-- PROBLEM --
A single figure is expected: how many lines of the data that follows contain the word "Delegates".

-- DATA PROVIDED --
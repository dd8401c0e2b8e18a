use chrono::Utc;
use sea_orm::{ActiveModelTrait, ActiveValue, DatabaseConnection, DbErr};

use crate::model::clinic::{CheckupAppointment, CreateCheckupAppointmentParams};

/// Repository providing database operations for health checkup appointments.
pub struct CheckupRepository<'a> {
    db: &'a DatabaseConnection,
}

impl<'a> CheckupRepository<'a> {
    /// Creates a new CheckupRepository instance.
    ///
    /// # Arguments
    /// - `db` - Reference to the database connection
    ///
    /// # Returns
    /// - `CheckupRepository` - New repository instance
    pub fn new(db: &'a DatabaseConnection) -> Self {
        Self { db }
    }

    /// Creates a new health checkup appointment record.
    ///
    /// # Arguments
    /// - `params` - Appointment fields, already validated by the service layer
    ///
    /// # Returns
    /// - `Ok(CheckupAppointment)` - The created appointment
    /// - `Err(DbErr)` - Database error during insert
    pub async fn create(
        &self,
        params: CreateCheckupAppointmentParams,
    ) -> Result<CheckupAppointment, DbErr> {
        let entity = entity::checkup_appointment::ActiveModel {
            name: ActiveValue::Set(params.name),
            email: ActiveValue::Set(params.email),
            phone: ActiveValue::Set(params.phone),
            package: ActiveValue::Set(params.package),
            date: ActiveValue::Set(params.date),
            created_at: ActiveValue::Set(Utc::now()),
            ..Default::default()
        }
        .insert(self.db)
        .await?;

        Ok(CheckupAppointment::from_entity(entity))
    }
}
...
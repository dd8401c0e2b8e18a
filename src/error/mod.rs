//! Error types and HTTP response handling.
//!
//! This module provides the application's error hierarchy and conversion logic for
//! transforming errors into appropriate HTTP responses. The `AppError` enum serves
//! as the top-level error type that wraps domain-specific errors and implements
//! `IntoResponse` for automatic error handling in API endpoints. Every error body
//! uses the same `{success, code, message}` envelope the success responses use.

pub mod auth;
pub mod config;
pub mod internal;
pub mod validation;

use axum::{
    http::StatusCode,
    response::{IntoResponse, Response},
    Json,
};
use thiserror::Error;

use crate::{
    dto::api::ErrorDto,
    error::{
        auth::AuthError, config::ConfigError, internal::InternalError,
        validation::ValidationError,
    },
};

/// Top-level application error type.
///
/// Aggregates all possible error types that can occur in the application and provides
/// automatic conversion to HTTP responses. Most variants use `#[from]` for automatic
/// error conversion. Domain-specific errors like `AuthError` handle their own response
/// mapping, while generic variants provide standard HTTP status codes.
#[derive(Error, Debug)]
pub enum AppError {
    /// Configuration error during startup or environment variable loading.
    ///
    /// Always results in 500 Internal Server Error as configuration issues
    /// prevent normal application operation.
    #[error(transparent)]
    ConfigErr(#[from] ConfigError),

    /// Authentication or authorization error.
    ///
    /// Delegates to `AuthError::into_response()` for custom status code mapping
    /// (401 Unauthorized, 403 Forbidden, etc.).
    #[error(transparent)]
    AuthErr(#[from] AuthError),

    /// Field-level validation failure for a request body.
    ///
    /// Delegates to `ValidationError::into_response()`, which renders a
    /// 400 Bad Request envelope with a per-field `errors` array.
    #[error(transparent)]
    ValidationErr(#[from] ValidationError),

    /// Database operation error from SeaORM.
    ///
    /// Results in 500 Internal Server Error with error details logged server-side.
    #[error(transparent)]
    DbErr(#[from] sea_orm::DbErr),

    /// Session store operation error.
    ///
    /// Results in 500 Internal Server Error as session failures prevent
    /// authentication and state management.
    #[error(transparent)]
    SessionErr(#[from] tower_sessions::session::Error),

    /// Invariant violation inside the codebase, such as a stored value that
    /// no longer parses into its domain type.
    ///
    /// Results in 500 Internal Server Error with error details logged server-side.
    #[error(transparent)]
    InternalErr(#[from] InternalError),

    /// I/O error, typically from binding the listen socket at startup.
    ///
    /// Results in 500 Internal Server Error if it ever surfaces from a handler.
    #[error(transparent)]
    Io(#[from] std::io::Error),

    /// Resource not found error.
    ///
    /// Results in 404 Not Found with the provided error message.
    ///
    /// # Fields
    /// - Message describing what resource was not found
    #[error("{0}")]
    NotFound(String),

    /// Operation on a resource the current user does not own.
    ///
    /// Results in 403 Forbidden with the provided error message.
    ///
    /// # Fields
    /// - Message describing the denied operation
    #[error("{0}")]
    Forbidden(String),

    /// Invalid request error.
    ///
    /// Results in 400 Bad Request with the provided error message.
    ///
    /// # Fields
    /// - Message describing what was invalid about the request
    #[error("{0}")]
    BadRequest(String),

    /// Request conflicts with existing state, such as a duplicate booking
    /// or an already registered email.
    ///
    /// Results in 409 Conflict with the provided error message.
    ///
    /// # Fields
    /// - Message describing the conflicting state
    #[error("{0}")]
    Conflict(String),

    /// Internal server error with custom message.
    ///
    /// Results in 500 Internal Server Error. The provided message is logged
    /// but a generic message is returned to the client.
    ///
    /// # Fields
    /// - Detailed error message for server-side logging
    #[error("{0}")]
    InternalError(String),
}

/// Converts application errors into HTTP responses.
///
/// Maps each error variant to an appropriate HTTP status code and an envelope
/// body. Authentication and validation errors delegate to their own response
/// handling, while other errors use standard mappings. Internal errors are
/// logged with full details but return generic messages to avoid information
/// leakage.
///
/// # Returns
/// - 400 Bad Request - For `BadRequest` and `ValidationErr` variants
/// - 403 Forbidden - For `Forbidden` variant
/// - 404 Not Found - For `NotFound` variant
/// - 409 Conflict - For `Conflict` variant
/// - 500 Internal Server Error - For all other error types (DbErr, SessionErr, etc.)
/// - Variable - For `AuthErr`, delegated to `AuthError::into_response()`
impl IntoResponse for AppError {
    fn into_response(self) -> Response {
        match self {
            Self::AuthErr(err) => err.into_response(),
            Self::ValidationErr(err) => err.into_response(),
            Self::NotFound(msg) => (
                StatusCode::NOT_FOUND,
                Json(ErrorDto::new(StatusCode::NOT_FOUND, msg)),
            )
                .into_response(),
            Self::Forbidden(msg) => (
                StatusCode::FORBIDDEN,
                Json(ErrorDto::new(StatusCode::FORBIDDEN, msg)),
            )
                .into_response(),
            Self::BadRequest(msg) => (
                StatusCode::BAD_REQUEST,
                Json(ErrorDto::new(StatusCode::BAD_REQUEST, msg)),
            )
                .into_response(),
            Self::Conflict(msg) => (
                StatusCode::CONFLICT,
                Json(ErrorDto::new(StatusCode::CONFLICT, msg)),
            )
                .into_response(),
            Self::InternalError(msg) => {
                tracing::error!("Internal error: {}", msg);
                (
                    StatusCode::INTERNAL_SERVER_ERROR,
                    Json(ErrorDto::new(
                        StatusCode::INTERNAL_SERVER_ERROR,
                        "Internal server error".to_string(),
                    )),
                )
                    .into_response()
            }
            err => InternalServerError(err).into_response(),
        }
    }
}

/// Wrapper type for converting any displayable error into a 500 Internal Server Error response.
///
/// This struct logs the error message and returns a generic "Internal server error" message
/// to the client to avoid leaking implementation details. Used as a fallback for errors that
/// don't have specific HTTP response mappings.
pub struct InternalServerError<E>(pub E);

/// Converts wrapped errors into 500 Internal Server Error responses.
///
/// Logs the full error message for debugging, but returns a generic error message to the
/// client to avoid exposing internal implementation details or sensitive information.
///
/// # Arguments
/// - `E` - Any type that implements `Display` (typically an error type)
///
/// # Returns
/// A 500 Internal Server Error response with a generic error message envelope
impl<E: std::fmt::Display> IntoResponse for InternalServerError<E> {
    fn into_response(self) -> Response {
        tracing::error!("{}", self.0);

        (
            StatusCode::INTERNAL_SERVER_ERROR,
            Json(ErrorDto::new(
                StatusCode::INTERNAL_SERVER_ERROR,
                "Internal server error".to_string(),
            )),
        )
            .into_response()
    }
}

-- SOLUTION FOR THIS EXERCISE --
2